The principle of pacta sunt servanda means that a contract can only be adjusted in exceptional circumstances. The threshold for amending commercial contracts between undertakings is particularly high, because the contracting parties typically have equal expertise and are independent of one another and have been able to freely negotiate the terms of the agreement and consider whether to commit to them.

On the other hand, an unforeseen change in external circumstances may be exactly the kind of exceptional event that would provide grounds for adjustment also between undertakings. However, even in this case, adjustment requires that the change in circumstances has had a significant impact on the balance of the contract and that applying the contract—as originally agreed—would be unreasonable taken as a whole.

Just because a contract has become unprofitable for one of the parties is not sufficient grounds for adjustment as such. The chance of loss is always present in business. Thus, the taking of risks, which is inherent in all business operations, must be considered when assessing the possibility of adjusting a commercial contract. If a contracting party has taken a conscious risk on a factor when entering into the contract, it is generally not possible to adjust the contract based on such a factor.

Conclusions

As a rule, a contract is binding even in changed circumstances. The COVID-19 pandemic or any other change in circumstances in and of itself is not enough to release a party from its contracting obligations. Contracting parties must seek to perform the contract despite disruptions caused by changed circumstances.

If disruptions to the performance of the contract or other changes occur that make the contract less beneficial than originally expected, careful consideration has to be given to what the actual underlying causes are.

If the actual causes are the pandemic or some other unforeseen change in circumstances, there may be grounds to invoke an impediment to performance or even to demand adjustment of the contract.

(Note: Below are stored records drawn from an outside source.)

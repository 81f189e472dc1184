//! Child process supervision with a wall-clock timeout and bounded capture.
//!
//! On unix the child leads its own process group. A timeout kills the whole
//! group, and stragglers left behind by a child that exited normally are
//! killed too, so nothing the child spawned can keep the output pipes open.

use std::io::{Read, Write};
use std::mem;
use std::process::{Child, Command, ExitStatus, Stdio};
use std::sync::mpsc::{self, Receiver, RecvTimeoutError};
use std::sync::{Arc, Mutex};
use std::thread;
use std::time::{Duration, Instant};

use anyhow::{Context, Result, anyhow};
use tracing::{debug, error, instrument, warn};
use wait_timeout::ChildExt;

/// How long output readers may keep draining after the child has been reaped.
const READER_GRACE: Duration = Duration::from_secs(1);

/// Captured child process output.
#[derive(Debug)]
pub struct CommandOutput {
    pub status: ExitStatus,
    pub stdout: Vec<u8>,
    pub stderr: Vec<u8>,
    pub stdout_truncated: usize,
    pub stderr_truncated: usize,
    pub timed_out: bool,
    pub timeout: Duration,
}

impl CommandOutput {
    /// True when the child exited with status zero before the timeout.
    pub fn succeeded(&self) -> bool {
        !self.timed_out && self.status.success()
    }

    /// Render stdout and stderr as one log, with truncation and timeout notices.
    pub fn combined_log(&self, label: &str) -> String {
        let mut buf = String::new();
        buf.push_str("=== stdout ===\n");
        buf.push_str(&String::from_utf8_lossy(&self.stdout));
        if self.stdout_truncated > 0 {
            buf.push_str(&format!(
                "\n[{label} stdout truncated {} bytes]\n",
                self.stdout_truncated
            ));
        }
        buf.push_str("\n=== stderr ===\n");
        buf.push_str(&String::from_utf8_lossy(&self.stderr));
        if self.stderr_truncated > 0 {
            buf.push_str(&format!(
                "\n[{label} stderr truncated {} bytes]\n",
                self.stderr_truncated
            ));
        }
        if self.timed_out {
            buf.push_str(&format!(
                "\n[{label} timed out after {:?}]\n",
                self.timeout
            ));
        } else {
            match self.status.code() {
                Some(code) => buf.push_str(&format!("\n[{label} exit status {code}]\n")),
                None => buf.push_str(&format!("\n[{label} terminated by signal]\n")),
            }
        }
        buf
    }
}

/// Run a command with a timeout and capture stdout/stderr without risking pipe deadlocks.
///
/// Input is written and output is read on helper threads while the child runs, so neither a
/// child that never reads stdin nor one that floods stdout can stall the timeout.
/// `output_limit_bytes` bounds the amount of stdout/stderr stored in memory (bytes beyond this
/// are discarded while still draining the pipe). A timed-out child is killed together with
/// everything it spawned and reported with `timed_out = true`; only spawn and wait failures
/// are errors.
#[instrument(skip_all, fields(timeout_ms = timeout.as_millis() as u64, output_limit_bytes))]
pub fn run_command_with_timeout(
    mut cmd: Command,
    stdin: Option<&[u8]>,
    timeout: Duration,
    output_limit_bytes: usize,
) -> Result<CommandOutput> {
    if stdin.is_some() {
        cmd.stdin(Stdio::piped());
    } else {
        cmd.stdin(Stdio::null());
    }
    cmd.stdout(Stdio::piped()).stderr(Stdio::piped());
    own_process_group(&mut cmd);

    debug!(program = ?cmd.get_program(), "spawning child process");
    let mut child = match cmd.spawn() {
        Ok(c) => c,
        Err(e) => {
            error!(err = %e, program = ?cmd.get_program(), "failed to spawn command");
            return Err(e).with_context(|| format!("spawn {:?}", cmd.get_program()));
        }
    };

    let stdout = child
        .stdout
        .take()
        .ok_or_else(|| anyhow!("stdout was not piped"))?;
    let stderr = child
        .stderr
        .take()
        .ok_or_else(|| anyhow!("stderr was not piped"))?;
    let stdout_reader = StreamReader::spawn(stdout, output_limit_bytes);
    let stderr_reader = StreamReader::spawn(stderr, output_limit_bytes);

    if let Some(input) = stdin {
        let mut child_stdin = child
            .stdin
            .take()
            .ok_or_else(|| anyhow!("stdin was not piped"))?;
        let input = input.to_vec();
        // Detached: the write ends with EPIPE once the child is gone.
        thread::spawn(move || {
            if let Err(e) = child_stdin.write_all(&input) {
                warn!(err = %e, "child closed stdin before reading all input");
            }
        });
    }

    let mut timed_out = false;
    let status = match child.wait_timeout(timeout).context("wait for command")? {
        Some(status) => {
            kill_process_group(&child);
            status
        }
        None => {
            warn!(
                timeout_ms = timeout.as_millis() as u64,
                "command timed out, killing"
            );
            timed_out = true;
            if !kill_process_group(&child) {
                child.kill().context("kill command")?;
            }
            child.wait().context("wait command after kill")?
        }
    };

    let drain_deadline = Instant::now() + READER_GRACE;
    let (stdout, stdout_truncated) = stdout_reader.finish(drain_deadline).context("join stdout")?;
    let (stderr, stderr_truncated) = stderr_reader.finish(drain_deadline).context("join stderr")?;

    if stdout_truncated > 0 || stderr_truncated > 0 {
        warn!(stdout_truncated, stderr_truncated, "output truncated");
    }

    debug!(exit_code = ?status.code(), timed_out, "command finished");
    Ok(CommandOutput {
        status,
        stdout,
        stderr,
        stdout_truncated,
        stderr_truncated,
        timed_out,
        timeout,
    })
}

#[cfg(unix)]
fn own_process_group(cmd: &mut Command) {
    use std::os::unix::process::CommandExt;
    cmd.process_group(0);
}

#[cfg(not(unix))]
fn own_process_group(_cmd: &mut Command) {}

/// SIGKILL the child's process group. Returns false when the group could not be signalled.
#[cfg(unix)]
fn kill_process_group(child: &Child) -> bool {
    use nix::errno::Errno;
    use nix::sys::signal::{Signal, killpg};
    use nix::unistd::Pid;

    let Ok(pgid) = i32::try_from(child.id()) else {
        return false;
    };
    match killpg(Pid::from_raw(pgid), Signal::SIGKILL) {
        Ok(()) | Err(Errno::ESRCH) => true,
        Err(errno) => {
            warn!(err = %errno, pgid, "failed to kill process group");
            false
        }
    }
}

#[cfg(not(unix))]
fn kill_process_group(_child: &Child) -> bool {
    false
}

#[derive(Default)]
struct Capture {
    buf: Vec<u8>,
    truncated: usize,
    error: Option<String>,
}

/// Background reader for one output pipe.
///
/// The capture is shared so whatever arrived before the drain deadline is kept even when
/// a process outside the child's group still holds the pipe open.
struct StreamReader {
    capture: Arc<Mutex<Capture>>,
    done: Receiver<()>,
}

impl StreamReader {
    fn spawn<R: Read + Send + 'static>(reader: R, limit: usize) -> Self {
        let capture = Arc::new(Mutex::new(Capture::default()));
        let (tx, done) = mpsc::channel();
        let shared = Arc::clone(&capture);
        thread::spawn(move || {
            read_stream_limited(reader, limit, &shared);
            let _ = tx.send(());
        });
        Self { capture, done }
    }

    fn finish(self, deadline: Instant) -> Result<(Vec<u8>, usize)> {
        let wait = deadline.saturating_duration_since(Instant::now());
        match self.done.recv_timeout(wait) {
            Ok(()) => {}
            Err(RecvTimeoutError::Timeout) => {
                warn!("output pipe still open after the child exited, keeping partial output");
            }
            Err(RecvTimeoutError::Disconnected) => {
                return Err(anyhow!("output reader thread panicked"));
            }
        }
        let mut capture = self
            .capture
            .lock()
            .map_err(|_| anyhow!("output reader thread panicked"))?;
        if let Some(err) = capture.error.take() {
            return Err(anyhow!("read output: {err}"));
        }
        Ok((mem::take(&mut capture.buf), capture.truncated))
    }
}

fn read_stream_limited<R: Read>(mut reader: R, limit: usize, capture: &Mutex<Capture>) {
    let mut chunk = [0u8; 8192];

    loop {
        let read = reader.read(&mut chunk);
        let Ok(mut guard) = capture.lock() else {
            return;
        };
        let n = match read {
            Ok(0) => return,
            Ok(n) => n,
            Err(e) if e.kind() == std::io::ErrorKind::Interrupted => continue,
            Err(e) => {
                guard.error = Some(e.to_string());
                return;
            }
        };
        let remaining = limit.saturating_sub(guard.buf.len());
        let keep = n.min(remaining);
        guard.buf.extend_from_slice(&chunk[..keep]);
        guard.truncated += n - keep;
    }
}
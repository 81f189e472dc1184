//! Workflow nodes.
//!
//! Each node reads a [`WorkflowState`] snapshot and returns a [`StatePatch`].
//! Nodes never merge their own patches; see [`crate::workflow`].

mod development;
mod execution;
mod mutation;
mod planning;

use std::time::{Duration, Instant};

use anyhow::Result;

use crate::core::budget::{DeadlineExceeded, Limits, clamp_to_budget, remaining_budget};
use crate::core::graph::NodeId;
use crate::core::state::{StatePatch, WorkflowState};
use crate::io::generator::{Generator, StructuredReply, generate_structured, generate_text};
use crate::io::prompt::{PromptBuilder, PromptInputs};
use crate::io::sandbox::Sandbox;

/// Collaborators and budgets shared by every node of one run.
pub struct NodeContext<'a, G, S> {
    pub generator: &'a G,
    pub sandbox: &'a S,
    pub prompts: &'a PromptBuilder,
    pub limits: Limits,
    pub generator_timeout: Duration,
    pub sandbox_timeout: Duration,
    pub deadline: Instant,
}

impl<G: Generator, S: Sandbox> NodeContext<'_, G, S> {
    fn prompt(&self, role: NodeId, state: &WorkflowState) -> Result<String> {
        Ok(self
            .prompts
            .build(role, &PromptInputs::from_state(state))?
            .render())
    }

    /// Request prose for `role` within the remaining run budget.
    fn text(&self, role: NodeId, state: &WorkflowState) -> Result<String> {
        let prompt = self.prompt(role, state)?;
        let timeout = clamp_to_budget(self.generator_timeout, self.deadline)?;
        generate_text(self.generator, role, prompt, timeout).map_err(|err| self.expire(err))
    }

    /// Request a typed reply for `role` within the remaining run budget.
    fn structured<T: StructuredReply>(&self, role: NodeId, state: &WorkflowState) -> Result<T> {
        let prompt = self.prompt(role, state)?;
        let timeout = clamp_to_budget(self.generator_timeout, self.deadline)?;
        generate_structured(self.generator, role, prompt, timeout).map_err(|err| self.expire(err))
    }

    /// Sandbox timeout clamped to the remaining run budget.
    fn checker_timeout(&self) -> Result<Duration> {
        clamp_to_budget(self.sandbox_timeout, self.deadline)
    }

    /// A call that failed because the run budget ran out reports the deadline instead.
    fn expire(&self, err: anyhow::Error) -> anyhow::Error {
        if remaining_budget(self.deadline).is_err() {
            DeadlineExceeded.into()
        } else {
            err
        }
    }
}

/// Run one node against the current state snapshot.
pub fn run_node<G: Generator, S: Sandbox>(
    node: NodeId,
    ctx: &NodeContext<'_, G, S>,
    state: &WorkflowState,
) -> Result<StatePatch> {
    match node {
        NodeId::ProductOwner => planning::product_owner(ctx, state),
        NodeId::Architect => planning::architect(ctx, state),
        NodeId::Critic => planning::critic(ctx, state),
        NodeId::SpecCompiler => planning::spec_compiler(ctx, state),
        NodeId::TestAuthor => development::test_author(ctx, state),
        NodeId::Implementer => development::implementer(ctx, state),
        NodeId::Executor => execution::executor(ctx, state),
        NodeId::Reflector => execution::reflector(ctx, state),
        NodeId::MutationAuditor => mutation::mutation_auditor(ctx, state),
    }
}

#[cfg(test)]
pub(crate) mod fixtures {
    use std::time::{Duration, Instant};

    use super::NodeContext;
    use crate::core::budget::Limits;
    use crate::io::prompt::PromptBuilder;
    use crate::test_support::{ScriptedGenerator, ScriptedSandbox};

    pub fn context<'a>(
        generator: &'a ScriptedGenerator,
        sandbox: &'a ScriptedSandbox,
        prompts: &'a PromptBuilder,
    ) -> NodeContext<'a, ScriptedGenerator, ScriptedSandbox> {
        NodeContext {
            generator,
            sandbox,
            prompts,
            limits: Limits::default(),
            generator_timeout: Duration::from_secs(60),
            sandbox_timeout: Duration::from_secs(10),
            deadline: Instant::now() + Duration::from_secs(600),
        }
    }
}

However, the legal position of the contracting parties must be assessed on a case-by-case basis, and the particular characteristics of the circumstances and the contractual relationship must be taken into account.

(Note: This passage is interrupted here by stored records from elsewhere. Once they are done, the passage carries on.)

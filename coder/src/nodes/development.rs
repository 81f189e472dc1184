//! Development cycle: test author and implementer.

use anyhow::Result;
use tracing::{debug, instrument};

use super::NodeContext;
use crate::core::graph::NodeId;
use crate::core::state::{StatePatch, WorkflowState};
use crate::core::types::{CodeResult, TestResult};
use crate::io::generator::Generator;
use crate::io::sandbox::Sandbox;

/// Write (or extend, in the mutation phase) the test suite. Always consumes feedback.
#[instrument(skip_all, fields(phase = state.phase.as_str()))]
pub(super) fn test_author<G: Generator, S: Sandbox>(
    ctx: &NodeContext<'_, G, S>,
    state: &WorkflowState,
) -> Result<StatePatch> {
    let result: TestResult = ctx.structured(NodeId::TestAuthor, state)?;
    debug!(thought = %result.thought, bytes = result.test_code.len(), "test suite written");
    Ok(StatePatch {
        test_artifact: Some(result.test_code),
        feedback: Some(String::new()),
        ..StatePatch::default()
    })
}

#[instrument(skip_all, fields(iteration = state.iteration))]
pub(super) fn implementer<G: Generator, S: Sandbox>(
    ctx: &NodeContext<'_, G, S>,
    state: &WorkflowState,
) -> Result<StatePatch> {
    let result: CodeResult = ctx.structured(NodeId::Implementer, state)?;
    debug!(thought = %result.thought, bytes = result.impl_code.len(), "implementation written");
    Ok(StatePatch {
        impl_artifact: Some(result.impl_code),
        ..StatePatch::default()
    })
}

#[cfg(test)]
mod tests {
    use super::*;
    use crate::core::types::Phase;
    use crate::io::prompt::PromptBuilder;
    use crate::nodes::fixtures::context;
    use crate::test_support::{ScriptedGenerator, ScriptedSandbox, sample_spec};

    /// Verifies the test author clears feedback and its prompt carries the mutation note.
    #[test]
    fn test_author_consumes_mutation_feedback() {
        let generator = ScriptedGenerator::new().json(
            NodeId::TestAuthor,
            &TestResult {
                thought: "add boundary case".to_string(),
                test_code: "def test_boundary(): ...".to_string(),
            },
        );
        let sandbox = ScriptedSandbox::new(Vec::new());
        let prompts = PromptBuilder::new(10_000);
        let ctx = context(&generator, &sandbox, &prompts);
        let mut state = WorkflowState::new("req");
        state.spec = Some(sample_spec());
        state.phase = Phase::Mutation;
        state.feedback = "Survived: off by one".to_string();

        let patch = test_author(&ctx, &state).expect("patch");
        assert_eq!(patch.test_artifact.as_deref(), Some("def test_boundary(): ..."));
        assert_eq!(patch.feedback.as_deref(), Some(""));

        let requests = generator.requests();
        assert!(requests[0].prompt.contains("Mutation Check Failed: Survived: off by one."));
        assert!(requests[0].schema.is_some());
    }

    /// Verifies the implementer leaves feedback untouched.
    #[test]
    fn implementer_keeps_feedback() {
        let generator = ScriptedGenerator::new().json(
            NodeId::Implementer,
            &CodeResult {
                thought: "fix division".to_string(),
                impl_code: "def average(values): ...".to_string(),
            },
        );
        let sandbox = ScriptedSandbox::new(Vec::new());
        let prompts = PromptBuilder::new(10_000);
        let ctx = context(&generator, &sandbox, &prompts);
        let mut state = WorkflowState::new("req");
        state.spec = Some(sample_spec());
        state.feedback = "handle empty input".to_string();

        let patch = implementer(&ctx, &state).expect("patch");
        assert_eq!(patch.impl_artifact.as_deref(), Some("def average(values): ..."));
        assert_eq!(patch.feedback, None);
        assert!(generator.requests()[0].prompt.contains("handle empty input"));
    }
}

A careful examination and legal assessment of each case is important. This  ensures that a company does not breach the contract when it is the party encountering disruptions. This also makes it possible for a company to determine whether its contracting partner invoking an impediment to performance or claiming for adjustment may have grounds for its demands.   

It would also be advisable to seek to take the impacts and legal implications of the COVID-19 pandemic and potential future changes in circumstances into account when negotiating a contract. The more specific the agreement on these matters, the better. This will help prevent disputes that are open to interpretation from arising between the contracting parties.

I believe that these lessons will continue to be valuable even after the pandemic has been consigned to history. Many global phenomena, such as the globalisation of business, the increasing complexity of contractual arrangements, the increase in legal regulation, and climate change, point towards companies facing an increasing number of changed circumstances and unforeseen events in the future.